In contrast, the way Bhumi and Chum open up to each other and blossom together and just sort of fit together, that’s a love story. That’s how we get to know the character of Bhumi, through what she reveals when she feels loved and safe. The idea of the three of them living together isn’t some farce, it’s natural, Bhumi and Chum are very very much in love and want to share their lives. And in the end, when Rajkummar finds his new relationship, that’s a love story. Sweet jokes and flirting and being happy and confident and light in himself.
The final love story is Rajkummar and Bhumi and a baby. And that feels real. They still don’t love each other, but they know each other pretty well. And they know that they both want this baby. And they know that they can trust each other to do this together and make it work, somehow. It’s not a “normal” family, but what does that matter?
You could say that this whole film is building to the idea of found family. Bhumi struggles to deal with her abusive mother, and openly asks her father why he stays with her. Rajkummar’s sweet mother is constantly bullied and bossed by her in-laws and misses her dead soldier husband. And these are the “good” families. So why not have a child raised by two mothers and a father? Why not have a mother and father in a fake marriage that their families tolerate for the sake of the child? Why not have this whole confusing world of lies and truths so long as it is built on love?
There’s so much else that is good about this movie, but really it gets back to each character just leading with love and the scriptwriters trusting where that takes them. When Rajkummar comes out to his family, he leaves the room and Sheeba follows him and wordlessly embraces him. That is EXACTLY what her character would do. She’s not good at confrontation or making a fuss or dealing with big problems, but we have seen that she loves her son. So she would just hold him. Rajkummar’s boyfriend is invited to come sit next to him at the birth ceremony, but reassured he isn’t going to be a father, just sit next to him. And that feels right. This isn’t a character that was part of the whole baby quest and decision, but he is still important in Rajkummar’s life and loves him.

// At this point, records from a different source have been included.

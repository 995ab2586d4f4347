//! Hugging Face router chat client (chat-completions style endpoint).

use reqwest::Client;
use serde::Serialize;
use serde_json::Value;
use std::time::Duration;
use tracing::info;

use crate::{
    http_client, mask_token, GenerateOptions, InferenceClient, InferenceError, WireChatMessage,
};

/// Default chat endpoint of the Hugging Face router.
pub const HF_ROUTER_API_URL: &str = "https://router.huggingface.co/v1/chat/completions";

/// Fixed system message sent with every router chat request. The actual
/// role-play instructions travel inside the user message (the built prompt).
pub const ROUTER_SYSTEM_CONTENT: &str = "You are a role-play assistant. Follow the instructions \
in the user's message and reply in plain text suitable for a chat message.";

/// Client for the router chat API: `POST {url}` with a system + user message
/// pair, reply extracted from `generated_text` or `choices`.
#[derive(Debug, Clone)]
pub struct HfRouterClient {
    client: Client,
    api_key: String,
    model: String,
    base_url: String,
}

#[derive(Debug, Serialize)]
struct RouterChatRequest<'a> {
    model: &'a str,
    messages: Vec<WireChatMessage<'a>>,
    max_output_tokens: u32,
    temperature: f32,
}

impl HfRouterClient {
    pub fn new(api_key: String, model: String) -> Self {
        Self {
            client: http_client(crate::DEFAULT_TIMEOUT),
            api_key,
            model,
            base_url: HF_ROUTER_API_URL.to_string(),
        }
    }

    /// Overrides the endpoint URL (e.g. for proxies or a local mock server).
    pub fn with_base_url(mut self, base_url: String) -> Self {
        self.base_url = base_url;
        self
    }

    /// Rebuilds the HTTP client with the given per-request timeout.
    pub fn with_timeout(mut self, timeout: Duration) -> Self {
        self.client = http_client(timeout);
        self
    }

    pub fn model(&self) -> &str {
        &self.model
    }
}

/// Extracts reply text from a router chat response body.
///
/// An `error` field fails with that message. Otherwise a top-level
/// `generated_text` wins, then `choices[0].message.content`, then the
/// response's string form.
fn extract_reply_text(data: Value) -> Result<String, InferenceError> {
    if let Some(err) = data.get("error").filter(|v| !v.is_null()) {
        let message = err
            .as_str()
            .map(str::to_string)
            .unwrap_or_else(|| err.to_string());
        return Err(InferenceError::Backend(message));
    }
    if let Some(text) = data.get("generated_text").and_then(Value::as_str) {
        return Ok(text.to_string());
    }
    if let Some(text) = data
        .pointer("/choices/0/message/content")
        .and_then(Value::as_str)
    {
        return Ok(text.to_string());
    }
    Ok(data.to_string())
}

#[async_trait::async_trait]
impl InferenceClient for HfRouterClient {
    async fn generate(
        &self,
        prompt: &str,
        options: &GenerateOptions,
    ) -> Result<String, InferenceError> {
        let request = RouterChatRequest {
            model: &self.model,
            messages: vec![
                WireChatMessage {
                    role: "system",
                    content: ROUTER_SYSTEM_CONTENT,
                },
                WireChatMessage {
                    role: "user",
                    content: prompt,
                },
            ],
            max_output_tokens: options.max_tokens,
            temperature: options.temperature,
        };

        info!(
            model = %self.model,
            prompt_len = prompt.len(),
            api_key = %mask_token(&self.api_key),
            "step: inference HF router chat request"
        );

        let response = self
            .client
            .post(&self.base_url)
            .header("Authorization", format!("Bearer {}", self.api_key))
            .json(&request)
            .send()
            .await?;

        if !response.status().is_success() {
            let status = response.status();
            let body = response.text().await.unwrap_or_default();
            return Err(InferenceError::Status { status, body });
        }

        let data: Value = response.json().await?;
        let text = extract_reply_text(data)?;
        info!(reply_len = text.len(), "step: inference HF router chat done");
        Ok(text)
    }
}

Maybe the best and most unexpected moment is when Rajkummar silently comes out to his colleagues at work. They are guarding a Pride parade, in their role as police officers, and Rajkummar sees his boyfriend and Bhumi and Chum dancing together. The expected thing would be for Rajkummar to walk away from his police group and join the dance, join the parade, this huge triumphal coming out. But instead, he borrows a rainbow mask from a dancer and puts it on, still in uniform and still standing on guard. Because he is still a police officer, he is on duty, he literally has a job to do. This isn’t the time to dance and parade. But he can still find a way to be part of it. He is himself, in all aspects of himself, finally united.